[EMAIL PROTECTED]
Dear Olivier,
On 08.06.2006, at 10:24, Olivier Tonglet wrote:
My favorite syntax would be the following. Yet, this is no legal Oz
record syntax: a record label can not be a function (yet?).
defun Foo(X Y#42 z:Z#bla)
[X Y Z]
end
apply Foo(hi z:there) end %% -> [hi 42 there]
you can define your macro like that:
defun FunName( Args ) end
with Args being a list when calling the macro, as a varying number
of arguments is not accepted.
I hope it's what you would like to have ? Maybe I didn't understood ?
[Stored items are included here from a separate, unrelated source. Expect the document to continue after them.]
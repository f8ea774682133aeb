//! `null_check`: find the first missing required field and ask about it.

use std::sync::Arc;

use async_trait::async_trait;
use serde::Deserialize;
use serde_json::json;

use crate::gateway::{ModelOutcome, ModelRequest, TaskType};
use crate::workflow::executor::{ExecutorContext, ExecutorFault, NodeExecutor};
use crate::workflow::ingredient::IngredientField;
use crate::workflow::state::{PendingQuestion, WorkflowErrorRecord, WorkflowState};
use crate::workflow::update::StateUpdate;

use super::{fallback_error, NULL_CHECK};

#[derive(Debug, Deserialize)]
struct QuestionPayload {
    question: String,
}

/// Deterministic question for `field`; always mentions the field by name.
pub fn template_question(index: usize, label: &str, field: IngredientField) -> String {
    match field {
        IngredientField::Name => format!(
            "Item {} in your list has no name yet. What is the name of this item?",
            index + 1
        ),
        IngredientField::Material => format!("What material is the {} made of?", label),
        IngredientField::Size => format!(
            "What size is the {} (for example small, large, or a measurement like 500 ml)?",
            label
        ),
    }
}

pub struct NullCheck {
    ctx: Arc<ExecutorContext>,
}

impl NullCheck {
    pub fn new(ctx: Arc<ExecutorContext>) -> Self {
        Self { ctx }
    }

    async fn question_for(
        &self,
        state: &WorkflowState,
        index: usize,
        field: IngredientField,
    ) -> (String, Option<WorkflowErrorRecord>) {
        let label = state.ingredients[index].label().to_string();
        let prompt = format!(
            "We are collecting details about these materials: {}.\n\
             Write one short, friendly question asking for the {} of item #{} (\"{}\"). \
             The question must mention the word \"{}\".",
            super::describe_ingredients(&state.ingredients),
            field,
            index + 1,
            label,
            field
        );
        let schema = json!({
            "type": "object",
            "required": ["question"],
            "properties": {"question": {"type": "string"}}
        });
        let outcome = self
            .ctx
            .call::<QuestionPayload>(
                ModelRequest::new(TaskType::QuestionGeneration, prompt).with_schema(schema),
            )
            .await;
        let error = fallback_error(NULL_CHECK, TaskType::QuestionGeneration, &outcome);
        let question = match outcome {
            ModelOutcome::Success { data }
                if data.question.to_lowercase().contains(field.as_str()) =>
            {
                data.question.trim().to_string()
            }
            _ => template_question(index, &label, field),
        };
        (question, error)
    }
}

#[async_trait]
impl NodeExecutor for NullCheck {
    fn id(&self) -> &'static str {
        NULL_CHECK
    }

    async fn execute(&self, state: &WorkflowState) -> Result<StateUpdate, ExecutorFault> {
        let Some((index, field)) = state.first_missing_field() else {
            return Ok(StateUpdate::new().clear_interrupt());
        };

        let limit = self.ctx.config.max_clarifications;
        if state.clarification_retry_count >= limit {
            tracing::info!(
                thread_id = %state.thread_id,
                asked = state.clarification_retry_count,
                "clarification budget exhausted, proceeding with available data"
            );
            return Ok(StateUpdate::new().clear_interrupt().with_error(
                WorkflowErrorRecord::recoverable(
                    "clarification_budget_exhausted",
                    NULL_CHECK,
                    format!(
                        "{} of item #{} still unknown after {} questions",
                        field,
                        index + 1,
                        limit
                    ),
                ),
            ));
        }

        let (text, error) = self.question_for(state, index, field).await;
        let mut update = StateUpdate {
            needs_user_input: Some(true),
            user_questions: Some(vec![text.clone()]),
            pending_question: Some(Some(PendingQuestion {
                ingredient_index: index,
                field,
                text,
            })),
            pending_answer: Some(None),
            ..StateUpdate::new()
        };
        if let Some(err) = error {
            update.push_error(err);
        }
        Ok(update)
    }
}

#[cfg(test)]
mod tests {
    use super::*;
    use crate::gateway::MockGateway;
    use crate::workflow::ingredient::{Ingredient, IngredientSource};
    use crate::workflow::nodes::test_support::{ctx, offline};

    fn state_with(ingredient: Ingredient) -> WorkflowState {
        let mut s = WorkflowState::new("t", "a bottle");
        s.ingredients.push(ingredient);
        s
    }

    /// **Scenario**: Complete ingredients produce no question and clear the interrupt fields.
    #[tokio::test]
    async fn complete_ingredients_ask_nothing() {
        let s = state_with(
            Ingredient::named("bottle", IngredientSource::Extracted, 0.9)
                .with_material("plastic")
                .with_size("500 ml"),
        );
        let update = NullCheck::new(offline()).execute(&s).await.unwrap();
        assert_eq!(update.needs_user_input, Some(false));
        assert_eq!(update.user_questions, Some(vec![]));
    }

    /// **Scenario**: Missing material yields exactly one question mentioning "material".
    #[tokio::test]
    async fn missing_material_asks_one_question() {
        let s = state_with(Ingredient::named("bottle", IngredientSource::Extracted, 0.7));
        let update = NullCheck::new(offline()).execute(&s).await.unwrap();
        let questions = update.user_questions.unwrap();
        assert_eq!(questions.len(), 1);
        assert!(questions[0].contains("material"), "{}", questions[0]);
        assert_eq!(update.needs_user_input, Some(true));
        let pending = update.pending_question.unwrap().unwrap();
        assert_eq!(pending.field, IngredientField::Material);
        assert_eq!(pending.ingredient_index, 0);
    }

    /// **Scenario**: A model question that does not mention the field is replaced by the template.
    #[tokio::test]
    async fn off_topic_model_question_uses_template() {
        let mock = Arc::new(MockGateway::new().push_response(
            TaskType::QuestionGeneration,
            r#"{"question":"How old is it?"}"#,
        ));
        let s = state_with(Ingredient::named("bottle", IngredientSource::Extracted, 0.7));
        let update = NullCheck::new(ctx(mock)).execute(&s).await.unwrap();
        assert_eq!(
            update.user_questions.unwrap()[0],
            "What material is the bottle made of?"
        );
        assert!(update.errors.is_empty(), "valid reply, only off-topic");
    }

    /// **Scenario**: A model question that mentions the field is used as is.
    #[tokio::test]
    async fn on_topic_model_question_is_used() {
        let mock = Arc::new(MockGateway::new().push_response(
            TaskType::QuestionGeneration,
            r#"{"question":"Which material is your bottle?"}"#,
        ));
        let s = state_with(Ingredient::named("bottle", IngredientSource::Extracted, 0.7));
        let update = NullCheck::new(ctx(mock)).execute(&s).await.unwrap();
        assert_eq!(update.user_questions.unwrap()[0], "Which material is your bottle?");
    }

    /// **Scenario**: With the budget spent, null_check proceeds and records why.
    #[tokio::test]
    async fn exhausted_budget_proceeds() {
        let mut s = state_with(Ingredient::named("bottle", IngredientSource::Extracted, 0.7));
        s.clarification_retry_count = 3;
        let update = NullCheck::new(offline()).execute(&s).await.unwrap();
        assert_eq!(update.needs_user_input, Some(false));
        assert_eq!(update.errors[0].kind, "clarification_budget_exhausted");
    }
}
>I would like to have a record instead of a list (see above), because
>that allows for accessing arguments by their position or feature
name.
You can also use records if you like.
>How would you write a function application example with keyword
>arguments with your proposal?
I don't see what you mean. Is it passing keywords as arguments to a
macro call ? It's sad but you cannot pass keywords to my macro because
Args as to be a valid List (or Record).
I Guess I didnt answered your question with this macro :(
defun FunName( Args ) end
If you want keywords as arguments the number of arguments has to be
fixed... (there will be a meta-variable corresponding to each argument
in the macro definition, which will become like that :
fmacro defun FunName(1:Arg1 2:Arg2 3:Arg3) end
)
Sorry if I misunderstood something. The number of arguments for
functions etc is fixed. Therefore, I proposed to wrap all arguments in
some data structure (quasi a lambda list) so I can have optional and
keyword arguments.
In my first post I proposed a few ways to do so using either a record
(where I could use record features to denote my arguments by position
or by some feature) or a list (by introducing quasi lambda-list
keywords to denote, e.g., keywords for the arguments).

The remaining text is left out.